Khalid Bin Walid Sang Sayfullah (Pedang Allah) Panglima Perang Paling Brilian di Masa Rasulullah SAW
apologiku.com - Khalid Bin Al-Mughirah Al-Makhzumi atau yang lebih dikenal sebagai Khalid Bin Walid adalah seorang ahli strategi perang yang lahir pada tahun 585 M. Ia lahir dan dibesarkan dari kalangan keluarga terhormat Quraisy. Khalid Bin Walid juga merupakan seorang panglima perang yang paling disegani di Masa Rasulullah SAW. Yang dengan kepiawaiannya dalam ilmu strategi perang, hingga tak satu kalipun pasukan muslim kalah dalam perang yang dipimpinnya.
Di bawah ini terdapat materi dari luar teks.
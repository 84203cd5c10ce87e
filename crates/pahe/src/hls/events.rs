use std::fmt;
use std::sync::Arc;

use url::Url;

/// Phase of one episode job. `Done` and `Failed` are absorbing.
#[derive(Debug, Clone, PartialEq, Eq)]
pub enum EpisodeState {
    ResolvingVariant,
    ParsingPlaylist,
    Downloading,
    Assembling,
    Done,
    Failed(String),
}

impl EpisodeState {
    pub fn is_terminal(&self) -> bool {
        matches!(self, EpisodeState::Done | EpisodeState::Failed(_))
    }

    fn rank(&self) -> u8 {
        match self {
            EpisodeState::ResolvingVariant => 0,
            EpisodeState::ParsingPlaylist => 1,
            EpisodeState::Downloading => 2,
            EpisodeState::Assembling => 3,
            EpisodeState::Done | EpisodeState::Failed(_) => 4,
        }
    }

    /// Whether the machine may move from `self` to `next`. Phases only move
    /// forward and `Failed` is reachable from every non-terminal phase.
    pub fn can_transition_to(&self, next: &EpisodeState) -> bool {
        if self.is_terminal() {
            return false;
        }
        match next {
            EpisodeState::Failed(_) => true,
            // Link-only jobs finish right after parsing.
            EpisodeState::Done => matches!(
                self,
                EpisodeState::ParsingPlaylist | EpisodeState::Assembling
            ),
            other => other.rank() == self.rank() + 1,
        }
    }
}

impl fmt::Display for EpisodeState {
    fn fmt(&self, f: &mut fmt::Formatter<'_>) -> fmt::Result {
        match self {
            EpisodeState::ResolvingVariant => write!(f, "resolving variant"),
            EpisodeState::ParsingPlaylist => write!(f, "parsing playlist"),
            EpisodeState::Downloading => write!(f, "downloading"),
            EpisodeState::Assembling => write!(f, "assembling"),
            EpisodeState::Done => write!(f, "done"),
            EpisodeState::Failed(reason) => write!(f, "failed: {reason}"),
        }
    }
}

/// Progress notifications emitted while an episode is processed.
#[derive(Debug, Clone)]
pub enum EpisodeEvent {
    StateChanged {
        token: String,
        state: EpisodeState,
    },
    VariantSelected {
        resolution: Option<u64>,
        audio_language: Option<String>,
        media_playlist_url: Url,
    },
    SegmentsDiscovered {
        total: usize,
    },
    SegmentCompleted {
        index: usize,
        bytes: u64,
    },
    SegmentRetrying {
        index: usize,
        attempt: u32,
        reason: String,
    },
    SegmentFailed {
        index: usize,
        reason: String,
    },
}

pub type OnEpisodeEvent = Arc<dyn Fn(EpisodeEvent) + Send + Sync>;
Pria yang dinobatkan sebagai salah satu dari 10 sahabat nabi yang di jamin masuk surga ini telah melalui peperangan demi peperangan yang dipimpinnya dan selalu berbuah kemenangan. Tak kurang dari 100 pertempuran yang dipimpin di bawah komando Khalid bin Walid tidak ada pasukan kaum muslimin yang pernah menderita kekalahan.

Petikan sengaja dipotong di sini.